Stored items
☆ ☆ ☆ ☆
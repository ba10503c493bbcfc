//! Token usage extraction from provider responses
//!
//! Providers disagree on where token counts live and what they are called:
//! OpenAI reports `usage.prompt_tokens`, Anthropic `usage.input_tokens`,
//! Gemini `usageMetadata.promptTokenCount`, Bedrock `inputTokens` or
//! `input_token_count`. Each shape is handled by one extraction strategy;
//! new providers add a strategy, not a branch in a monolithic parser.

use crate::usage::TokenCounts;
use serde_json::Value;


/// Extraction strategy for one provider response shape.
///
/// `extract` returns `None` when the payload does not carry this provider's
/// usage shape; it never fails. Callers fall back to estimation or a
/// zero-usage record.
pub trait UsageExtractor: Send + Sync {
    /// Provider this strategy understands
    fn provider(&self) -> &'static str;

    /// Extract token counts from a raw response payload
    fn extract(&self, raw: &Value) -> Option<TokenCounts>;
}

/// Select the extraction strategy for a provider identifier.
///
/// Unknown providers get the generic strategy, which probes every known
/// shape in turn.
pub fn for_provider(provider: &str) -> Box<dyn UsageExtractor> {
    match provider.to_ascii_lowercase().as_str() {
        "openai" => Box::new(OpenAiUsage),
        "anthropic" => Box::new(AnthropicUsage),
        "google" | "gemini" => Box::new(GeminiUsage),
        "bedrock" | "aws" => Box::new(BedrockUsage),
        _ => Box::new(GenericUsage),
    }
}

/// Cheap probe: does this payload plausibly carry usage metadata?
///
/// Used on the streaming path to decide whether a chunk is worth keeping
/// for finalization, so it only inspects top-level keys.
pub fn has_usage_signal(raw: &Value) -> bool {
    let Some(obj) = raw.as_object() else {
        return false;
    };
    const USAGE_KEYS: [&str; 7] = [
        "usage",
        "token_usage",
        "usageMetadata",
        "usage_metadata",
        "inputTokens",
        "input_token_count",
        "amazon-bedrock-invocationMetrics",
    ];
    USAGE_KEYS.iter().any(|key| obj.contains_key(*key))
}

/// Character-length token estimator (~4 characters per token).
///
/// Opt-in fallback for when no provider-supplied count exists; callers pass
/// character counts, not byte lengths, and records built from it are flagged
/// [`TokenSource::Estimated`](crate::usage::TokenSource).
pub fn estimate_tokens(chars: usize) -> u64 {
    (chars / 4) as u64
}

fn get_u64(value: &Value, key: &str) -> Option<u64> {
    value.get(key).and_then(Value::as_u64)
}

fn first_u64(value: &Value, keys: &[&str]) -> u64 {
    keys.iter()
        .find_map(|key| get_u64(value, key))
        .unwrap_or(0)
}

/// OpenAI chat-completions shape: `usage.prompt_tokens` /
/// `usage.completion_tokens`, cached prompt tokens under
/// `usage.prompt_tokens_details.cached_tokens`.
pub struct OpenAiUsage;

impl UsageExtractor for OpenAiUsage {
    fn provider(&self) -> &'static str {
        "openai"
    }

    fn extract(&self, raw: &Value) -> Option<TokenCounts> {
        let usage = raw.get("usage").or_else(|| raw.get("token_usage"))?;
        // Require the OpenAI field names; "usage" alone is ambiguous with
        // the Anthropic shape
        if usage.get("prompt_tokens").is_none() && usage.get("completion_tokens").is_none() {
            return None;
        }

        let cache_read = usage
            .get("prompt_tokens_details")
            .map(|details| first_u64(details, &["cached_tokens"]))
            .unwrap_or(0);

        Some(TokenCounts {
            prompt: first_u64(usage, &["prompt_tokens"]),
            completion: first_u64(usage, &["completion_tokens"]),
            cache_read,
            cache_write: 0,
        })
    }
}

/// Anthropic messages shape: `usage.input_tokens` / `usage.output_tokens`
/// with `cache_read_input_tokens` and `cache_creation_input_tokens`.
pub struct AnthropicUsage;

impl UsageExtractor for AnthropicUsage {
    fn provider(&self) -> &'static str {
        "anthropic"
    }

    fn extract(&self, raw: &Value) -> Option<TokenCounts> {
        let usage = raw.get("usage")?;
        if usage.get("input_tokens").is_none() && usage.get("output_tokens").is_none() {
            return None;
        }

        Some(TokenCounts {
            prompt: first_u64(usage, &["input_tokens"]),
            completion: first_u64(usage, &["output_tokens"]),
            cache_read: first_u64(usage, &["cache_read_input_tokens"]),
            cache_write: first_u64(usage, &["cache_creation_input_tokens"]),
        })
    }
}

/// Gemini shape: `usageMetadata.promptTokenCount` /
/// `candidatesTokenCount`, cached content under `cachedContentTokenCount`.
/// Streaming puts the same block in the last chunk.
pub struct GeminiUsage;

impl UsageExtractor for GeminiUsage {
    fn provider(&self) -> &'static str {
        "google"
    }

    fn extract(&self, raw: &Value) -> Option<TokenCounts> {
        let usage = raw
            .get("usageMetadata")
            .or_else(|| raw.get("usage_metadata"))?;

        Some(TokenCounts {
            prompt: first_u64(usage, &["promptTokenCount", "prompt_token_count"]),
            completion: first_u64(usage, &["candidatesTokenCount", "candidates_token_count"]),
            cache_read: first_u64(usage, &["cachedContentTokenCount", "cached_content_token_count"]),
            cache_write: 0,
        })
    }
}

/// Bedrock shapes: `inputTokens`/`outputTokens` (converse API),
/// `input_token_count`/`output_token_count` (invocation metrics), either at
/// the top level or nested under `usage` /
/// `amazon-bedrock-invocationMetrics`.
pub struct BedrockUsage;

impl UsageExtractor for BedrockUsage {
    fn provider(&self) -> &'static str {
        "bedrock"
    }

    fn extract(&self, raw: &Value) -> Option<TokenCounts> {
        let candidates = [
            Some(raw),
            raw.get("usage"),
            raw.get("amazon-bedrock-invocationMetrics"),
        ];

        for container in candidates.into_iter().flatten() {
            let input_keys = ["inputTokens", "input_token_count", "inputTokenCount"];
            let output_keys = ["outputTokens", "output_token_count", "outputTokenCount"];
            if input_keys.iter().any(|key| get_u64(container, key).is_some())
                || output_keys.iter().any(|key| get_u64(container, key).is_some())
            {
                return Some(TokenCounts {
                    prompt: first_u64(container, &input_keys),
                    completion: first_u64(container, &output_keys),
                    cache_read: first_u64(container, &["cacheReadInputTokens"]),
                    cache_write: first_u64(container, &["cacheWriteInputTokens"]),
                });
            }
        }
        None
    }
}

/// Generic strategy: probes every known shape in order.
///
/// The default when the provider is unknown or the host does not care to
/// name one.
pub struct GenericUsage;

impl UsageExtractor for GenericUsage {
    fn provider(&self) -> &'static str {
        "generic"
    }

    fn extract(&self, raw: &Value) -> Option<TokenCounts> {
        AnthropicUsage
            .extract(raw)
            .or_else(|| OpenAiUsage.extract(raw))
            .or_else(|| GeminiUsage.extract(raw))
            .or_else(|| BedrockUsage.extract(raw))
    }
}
☆ ☆ ☆ ☆
--- What is being asked ---
Every line above that holds the word "invocationMetrics" should be copied out.

--- Result for this exercise ---
        "amazon-bedrock-invocationMetrics",
/// `amazon-bedrock-invocationMetrics`.
            raw.get("amazon-bedrock-invocationMetrics"),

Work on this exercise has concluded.